Nicolas Bischof in seinem Atelier an der Geroldstrasse 11 in Zürich. Das Bild gehört zur neuen «Digital Green»–Serie, die sich mit dem Thema Mensch und seine digitale Welt auseinandersetzt. (Bild: Kati Moser)

Ein Maler geht mit der Zeit

Von: Kati Moser

04. Februar 2020

Die neue Serie «Digital Green» des Zürcher Malers Nicolas Bischof handelt von Menschen und ihren Handys. Ein hochaktuelles Thema mit unbegrenzten Variationen.

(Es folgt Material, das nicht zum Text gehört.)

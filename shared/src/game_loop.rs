use crate::physics::{CollisionEvent, PhysicsWorld, MAX_STEP_MS};
use crate::powerups::{self, Ability, PowerUpSpawner};
use crate::state::MatchState;
use crate::timers::Timers;
use crate::{
    Abilities, GameSnapshot, InputState, Packet, PeerId, PowerUpId, RosterEntry, Score, Team,
    Vector2, KICK_FORCE, KICK_REACH, PLAYER_ACCELERATION, POWER_UP_LIFETIME_MS,
    SPEED_BOOST_MULTIPLIER, SUPER_KICK_MULTIPLIER,
};
use log::{debug, info};

/// Deadlines owned by a running loop. Dropping the loop drops them all.
#[derive(Debug, Clone, Copy, PartialEq, Eq, Hash, PartialOrd, Ord)]
pub enum LoopTimer {
    SpawnPowerUp,
    ExpirePowerUp(PowerUpId),
    AbilityExpiry(PeerId, Ability),
}

/// What one tick produced: the snapshot to broadcast and any discrete events
/// (goals, spawns, pickups) that happened during it.
#[derive(Debug, Clone, PartialEq)]
pub struct TickOutput {
    pub snapshot: GameSnapshot,
    pub events: Vec<Packet>,
}

/// The authoritative simulation, run by whichever peer currently holds
/// authority.
///
/// A loop is created either for a fresh match ([`GameLoop::start`]) or to
/// pick up where a previous authority stopped ([`GameLoop::resume_from`]).
/// Only one peer may run one at a time; the relay enforces that.
#[derive(Debug)]
pub struct GameLoop {
    state: MatchState,
    world: PhysicsWorld,
    spawner: PowerUpSpawner,
    timers: Timers<LoopTimer>,
    last_tick_ms: u64,
}

impl GameLoop {
    /// Starts a new match from a lobby roster: score reset, every active
    /// player on their kickoff spot, ball on the centre spot.
    pub fn start(mut state: MatchState, now_ms: u64, seed: u64) -> Self {
        let world = PhysicsWorld::default();
        state.running = true;
        state.paused = false;
        state.tick = 0;
        state.score = Score::default();
        state.power_ups.clear();
        state.ball = world.field().center();
        state.ball_velocity = Vector2::ZERO;
        for player in state.players.values_mut() {
            player.abilities = Abilities::default();
            player.input = InputState::default();
        }
        state.place_at_kickoff(world.field());

        let mut game = GameLoop {
            state,
            world,
            spawner: PowerUpSpawner::new(seed),
            timers: Timers::new(),
            last_tick_ms: now_ms,
        };
        game.create_bodies();
        game.spawner.schedule_next(&mut game.timers, now_ms);

        info!(
            "Game loop started with {} players",
            game.state.players.len()
        );
        game
    }

    /// Rebuilds a running match from the last snapshot another authority
    /// published. The roster decides who is in the match; the snapshot decides
    /// where they are. Power-up lifetimes and active abilities are re-armed
    /// against the local clock; abilities keep whatever time they had left.
    pub fn resume_from(
        snapshot: &GameSnapshot,
        roster: &[RosterEntry],
        now_ms: u64,
        seed: u64,
    ) -> Self {
        let world = PhysicsWorld::default();
        let field = *world.field();

        let mut state = MatchState::from_roster(roster);
        state.running = true;
        state.tick = snapshot.tick;
        state.score = snapshot.score;
        state.ball = snapshot.ball;
        state.ball_velocity = snapshot.ball_velocity;
        state.power_ups = snapshot.power_ups.clone();

        for team in [Team::Red, Team::Blue] {
            let members = state.team_members(team);
            let count = members.len();
            for (index, id) in members.into_iter().enumerate() {
                let Some(player) = state.players.get_mut(&id) else {
                    continue;
                };
                match snapshot.players.get(&id) {
                    Some(remote) => {
                        player.position = remote.position;
                        player.velocity = remote.velocity;
                        player.abilities = remote.abilities;
                    }
                    None => {
                        player.position = MatchState::spawn_position(&field, team, index, count);
                    }
                }
            }
        }

        let mut spawner = PowerUpSpawner::new(seed);
        spawner.continue_after(&state.power_ups);

        let mut game = GameLoop {
            state,
            world,
            spawner,
            timers: Timers::new(),
            last_tick_ms: now_ms,
        };
        game.world.set_ball(game.state.ball, game.state.ball_velocity);
        game.create_bodies();

        for power_up in &game.state.power_ups {
            game.world.add_sensor(power_up.id, power_up.position);
            let deadline = (power_up.spawned_at + POWER_UP_LIFETIME_MS)
                .clamp(now_ms, now_ms + POWER_UP_LIFETIME_MS);
            game.timers
                .schedule(LoopTimer::ExpirePowerUp(power_up.id), deadline);
        }

        for player in game.state.players.values() {
            let carried = snapshot
                .players
                .get(&player.id)
                .map(|remote| remote.ability_remaining_ms.as_slice())
                .unwrap_or_default();
            for ability in Ability::active_on(&player.abilities) {
                let remaining = carried
                    .iter()
                    .find(|(held, _)| *held == ability)
                    .map_or(ability.duration_ms(), |&(_, ms)| ms);
                game.timers.schedule(
                    LoopTimer::AbilityExpiry(player.id, ability),
                    now_ms.saturating_add(remaining),
                );
            }
        }

        game.spawner.schedule_next(&mut game.timers, now_ms);

        info!(
            "Game loop resumed at tick {} ({}-{}) with {} power-ups on the field",
            game.state.tick,
            game.state.score.red,
            game.state.score.blue,
            game.state.power_ups.len()
        );
        game
    }

    /// Runs one simulation tick at `now_ms`.
    pub fn tick(&mut self, now_ms: u64) -> TickOutput {
        let dt_ms = now_ms.saturating_sub(self.last_tick_ms) as f32;
        self.last_tick_ms = now_ms;

        let mut events = Vec::new();
        self.run_due_timers(now_ms, &mut events);
        self.apply_inputs(dt_ms);

        for collision in self.world.step(dt_ms) {
            match collision {
                CollisionEvent::Goal { scorer } => {
                    let score = self.state.record_goal(scorer);
                    info!("Goal for {scorer}! Score {}-{}", score.red, score.blue);
                    events.push(Packet::Goal {
                        team: scorer,
                        score,
                    });
                }
                CollisionEvent::PowerUpTouched {
                    player_id,
                    power_up_id,
                } => {
                    if let Some(packet) = self.spawner.collect(
                        player_id,
                        power_up_id,
                        &mut self.state,
                        &mut self.world,
                        &mut self.timers,
                        now_ms,
                    ) {
                        events.push(packet);
                    }
                }
            }
        }

        self.sync_state_from_world();
        self.state.tick = self.state.tick.wrapping_add(1);

        TickOutput {
            snapshot: self.snapshot(now_ms),
            events,
        }
    }

    /// The match as of `now_ms`, with the time left on every running ability.
    pub fn snapshot(&self, now_ms: u64) -> GameSnapshot {
        let mut snapshot = self.state.snapshot(now_ms);
        for (&id, player) in snapshot.players.iter_mut() {
            player.ability_remaining_ms = Ability::active_on(&player.abilities)
                .into_iter()
                .filter_map(|ability| {
                    self.timers
                        .deadline(&LoopTimer::AbilityExpiry(id, ability))
                        .map(|deadline| (ability, deadline.saturating_sub(now_ms)))
                })
                .collect();
        }
        snapshot
    }

    /// Replaces a player's held input. Returns false for unknown players.
    pub fn set_input(&mut self, id: PeerId, input: InputState) -> bool {
        match self.state.players.get_mut(&id) {
            Some(player) => {
                player.input = input;
                true
            }
            None => false,
        }
    }

    pub fn add_player(&mut self, entry: &RosterEntry) {
        self.state.add_player(entry);
        if entry.team.is_active() {
            self.spawn_body(entry.id, entry.team);
        }
        debug!("Player {} joined the running match", entry.id);
    }

    pub fn remove_player(&mut self, id: PeerId) {
        self.state.remove_player(id);
        self.world.remove_player(id);
        self.timers
            .cancel_where(|key| matches!(key, LoopTimer::AbilityExpiry(pid, _) if *pid == id));
    }

    pub fn change_team(&mut self, id: PeerId, team: Team) {
        if !self.state.set_team(id, team) {
            return;
        }

        if !team.is_active() {
            let active = self
                .state
                .players
                .get(&id)
                .map(|p| Ability::active_on(&p.abilities))
                .unwrap_or_default();
            for ability in active {
                powerups::revoke(id, ability, &mut self.state, &mut self.world);
            }
            self.world.remove_player(id);
            self.timers
                .cancel_where(|key| matches!(key, LoopTimer::AbilityExpiry(pid, _) if *pid == id));
        } else if self.world.player(id).is_none() {
            self.spawn_body(id, team);
        }
    }

    /// Moves the ball, e.g. for a restart.
    pub fn place_ball(&mut self, position: Vector2, velocity: Vector2) {
        self.world.set_ball(position, velocity);
        self.state.ball = position;
        self.state.ball_velocity = velocity;
    }

    /// Ends the loop and hands back the frozen match state. All of its
    /// timers go with it.
    pub fn stop(mut self) -> MatchState {
        self.sync_state_from_world();
        info!("Game loop stopped at tick {}", self.state.tick);
        self.state
    }

    pub fn state(&self) -> &MatchState {
        &self.state
    }

    pub fn world(&self) -> &PhysicsWorld {
        &self.world
    }

    pub fn timers(&self) -> &Timers<LoopTimer> {
        &self.timers
    }

    fn create_bodies(&mut self) {
        for player in self.state.players.values() {
            if player.team.is_active() {
                self.world.add_player(player.id, player.position);
                if let Some(body) = self.world.player_mut(player.id) {
                    body.velocity = player.velocity;
                }
                self.world
                    .set_player_scale(player.id, player.abilities.size_scale);
            }
        }
    }

    fn spawn_body(&mut self, id: PeerId, team: Team) {
        let count = self.state.team_members(team).len();
        let position =
            MatchState::spawn_position(self.world.field(), team, count.saturating_sub(1), count);
        self.world.add_player(id, position);
        if let Some(player) = self.state.players.get_mut(&id) {
            player.position = position;
            player.velocity = Vector2::ZERO;
        }
    }

    fn run_due_timers(&mut self, now_ms: u64, events: &mut Vec<Packet>) {
        while let Some(timer) = self.timers.pop_due(now_ms) {
            match timer {
                LoopTimer::SpawnPowerUp => {
                    if let Some(packet) = self.spawner.spawn(
                        &mut self.state,
                        &mut self.world,
                        &mut self.timers,
                        now_ms,
                    ) {
                        events.push(packet);
                    }
                }
                LoopTimer::ExpirePowerUp(id) => {
                    self.spawner.expire(id, &mut self.state, &mut self.world);
                }
                LoopTimer::AbilityExpiry(id, ability) => {
                    powerups::revoke(id, ability, &mut self.state, &mut self.world);
                }
            }
        }
    }

    fn apply_inputs(&mut self, dt_ms: f32) {
        let dt = dt_ms.clamp(0.0, MAX_STEP_MS) / 1000.0;

        for player in self.state.players.values() {
            if !player.team.is_active() || player.abilities.frozen {
                continue;
            }
            let Some(body) = self.world.player(player.id) else {
                continue;
            };
            let input = player.input;

            let mut direction = Vector2::ZERO;
            if input.up {
                direction.y -= 1.0;
            }
            if input.down {
                direction.y += 1.0;
            }
            if input.left {
                direction.x -= 1.0;
            }
            if input.right {
                direction.x += 1.0;
            }

            let boost = if player.abilities.speed_boost {
                SPEED_BOOST_MULTIPLIER
            } else {
                1.0
            };
            let force = direction.scale(PLAYER_ACCELERATION * body.mass * boost);
            let toward_ball = self.world.ball().position.sub(&body.position).normalize();

            self.world.apply_force(player.id, force);

            if input.kick {
                let in_reach = self
                    .world
                    .gap_to_ball(player.id)
                    .is_some_and(|gap| gap < KICK_REACH);
                if in_reach {
                    let strength = if player.abilities.super_kick {
                        KICK_FORCE * SUPER_KICK_MULTIPLIER
                    } else {
                        KICK_FORCE
                    };
                    self.world
                        .apply_ball_impulse(toward_ball.scale(strength * dt));
                }
            }
        }
    }

    fn sync_state_from_world(&mut self) {
        for player in self.state.players.values_mut() {
            if let Some(body) = self.world.player(player.id) {
                player.position = body.position;
                player.velocity = body.velocity;
            }
        }
        let ball = self.world.ball();
        self.state.ball = ball.position;
        self.state.ball_velocity = ball.velocity;
    }
}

Das Haus an der Geroldstrasse 11 ist gedrungen, halb aus Backstein, halb aus Holz. Sein Alter ist nicht zu übersehen, sicher sind es hundert Jahre und mehr. Wo einst vermutlich Kohle und weitere Güter gelagert wurden, befinden sich heute mehrere Künstlerateliers, darunter auch jenes von Nicolas Bischof. Der Maler und Zeichner geht seit fünfzehn Jahren dort ein und aus, sein Atelier ist knapp 40 Quadratmeter gross, der Mietvertrag wird alle paar Jahre neu verhandelt. «Ich arbeite jeden Tag bis zu acht Stunden, oft auch an den Wochenenden. Dass ich ein chronischer Single bin und keine Kinder habe, hat auch gewisse Vorteile». Nicolas Bischof schmunzelt, weiss aber auch, wie viel Disziplin eine solche «Freiheit» abverlangt, denn den Boden unter den Füssen kann man allzu schnell verlieren. «Ich bin kein Morgenmensch, wenn ich aber ins Atelier komme, weiss ich ganz genau, was ich tun will.»

Malen mit Tiefgang

Der Maler und Zeichner Nicolas Bischof dokumentiert seine Arbeit sehr sorgfältig. Am Ende des Tages wird ein Ist-Bild – das die Weiterentwicklung des Werkes aufzeigt – erstellt und gleich abgelegt. Skizzen und Zeichnungen werden chronologisch klassiert, deren Fortschreiten ebenfalls dokumentiert.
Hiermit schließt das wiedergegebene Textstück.